新入生の中で、ボク一人だけが保健室に居た。
小学生の時もそうだったが、ボクにはお似合いの場所だ。

白い世界で、薬の匂いが染み付いている。病院ではないけど、限りなく病院に近い部屋。
人間は、こういう風な場所で、生まれ、こういう風な場所で、死ぬ。

ボクの場合は人生の大半は、この部屋なんだろう。

入学式で保健室スタートは先行き不安だ。原因を作ったおじさんは、

「悪い悪い」

と言っていた。
けど、目は悲しそうだった。

ハルカは、あのまま、ベットの上で眠ったまま、起きなかった。

「ハァ」

保健の先生も居ない部屋で、ボクはすっかりお気楽ムードでくつろいで居た。
微かに聞こえる入学式の音楽が聞こえている。
三年生が挨拶でもしているんだろう。
体育館で、式がしているらしい。結局、式に出ていてもボクはここに居る。

体育館は寒い。
ガラクタが長時間、耐えれる訳が無い。

ボクも休めば良かった。
本当、ガラクタだお前は!
心臓を睨み付け、ボクは布団に潜った。




「もしもし?」
「おーい」

「ん?」

ボクは寝ていたらしい。
上から降って来る声で、やっと身体が覚醒を始めた。

まだ開かない瞼を無理矢理、開き声の主を見た。

真新しい制服を着ている女の子。同じ男の子。

女の子は髪が長く、ほんのり茶色。顔は大人っぽく、眉も弄っているのか、整っていた。ボクを見詰める瞳はパチパチと開閉を繰り返す。

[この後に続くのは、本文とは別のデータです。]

use std::io::Cursor;
use std::path::Path;

use crate::prelude::*;

pub(crate) fn decode(encoded: &[u8]) -> Result<Image> {
    let img = image_lib::load_from_memory(encoded)?;

    // Everything is brought down to 8 bits per channel; the channel layout is kept.
    let (width, height, color_format, bytes) = match img.color() {
        image_lib::ColorType::L8 | image_lib::ColorType::L16 => {
            let buf = img.into_luma8();
            (buf.width(), buf.height(), ColorFormat::L, buf.into_raw())
        }
        image_lib::ColorType::La8 | image_lib::ColorType::La16 => {
            let buf = img.into_luma_alpha8();
            (buf.width(), buf.height(), ColorFormat::LA, buf.into_raw())
        }
        image_lib::ColorType::Rgb8 | image_lib::ColorType::Rgb16 | image_lib::ColorType::Rgb32F => {
            let buf = img.into_rgb8();
            (buf.width(), buf.height(), ColorFormat::Rgb, buf.into_raw())
        }
        _ => {
            let buf = img.into_rgba8();
            (buf.width(), buf.height(), ColorFormat::Rgba, buf.into_raw())
        }
    };

    Image::new_with_data(ImageDesc::new(width, height, color_format), bytes)
}

pub(crate) fn encode_png(image: &Image) -> Result<Vec<u8>> {
    let mut cursor = Cursor::new(Vec::new());

    image_lib::write_buffer_with_format(
        &mut cursor,
        image.bytes(),
        image.desc().width,
        image.desc().height,
        color_type(image.desc().color_format),
        image_lib::ImageFormat::Png,
    )?;

    Ok(cursor.into_inner())
}

pub(crate) fn save_png<P: AsRef<Path>>(image: &Image, filename: P) -> Result<()> {
    image_lib::save_buffer_with_format(
        filename,
        image.bytes(),
        image.desc().width,
        image.desc().height,
        color_type(image.desc().color_format),
        image_lib::ImageFormat::Png,
    )?;

    Ok(())
}

fn color_type(color_format: ColorFormat) -> image_lib::ColorType {
    match color_format {
        ColorFormat::L => image_lib::ColorType::L8,
        ColorFormat::LA => image_lib::ColorType::La8,
        ColorFormat::Rgb => image_lib::ColorType::Rgb8,
        ColorFormat::Rgba => image_lib::ColorType::Rgba8,
    }
}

男の子は茶色肌に視線がいった。こんがり焼けて、いかにも野球少年って感じだ。顔も迫力がある。この男の子も大人っぽい。

「起きた??私、神木ユイ!初めまして!山音ミノル君!私とこっち、多田トーマが1Bの学級委員長だから、よろしくネ」
「・・・」

早口というか、勢いというか。
擬音で言えば、バァーって言われたって感じだ。
単語の発音が良いのか、良い目覚まし時計になりそうと、ひそかに思った。

「ってか、早く起きろ!先生が呼んで来いっていうから、わざわざ来てやったんだ!」
「・・・」

絶対に、学級委員長を自ら志願したんじゃあない。推薦か、ジャンケンに負けたんだぁ。声も態度も苛々しているのが、手に取るように分かる。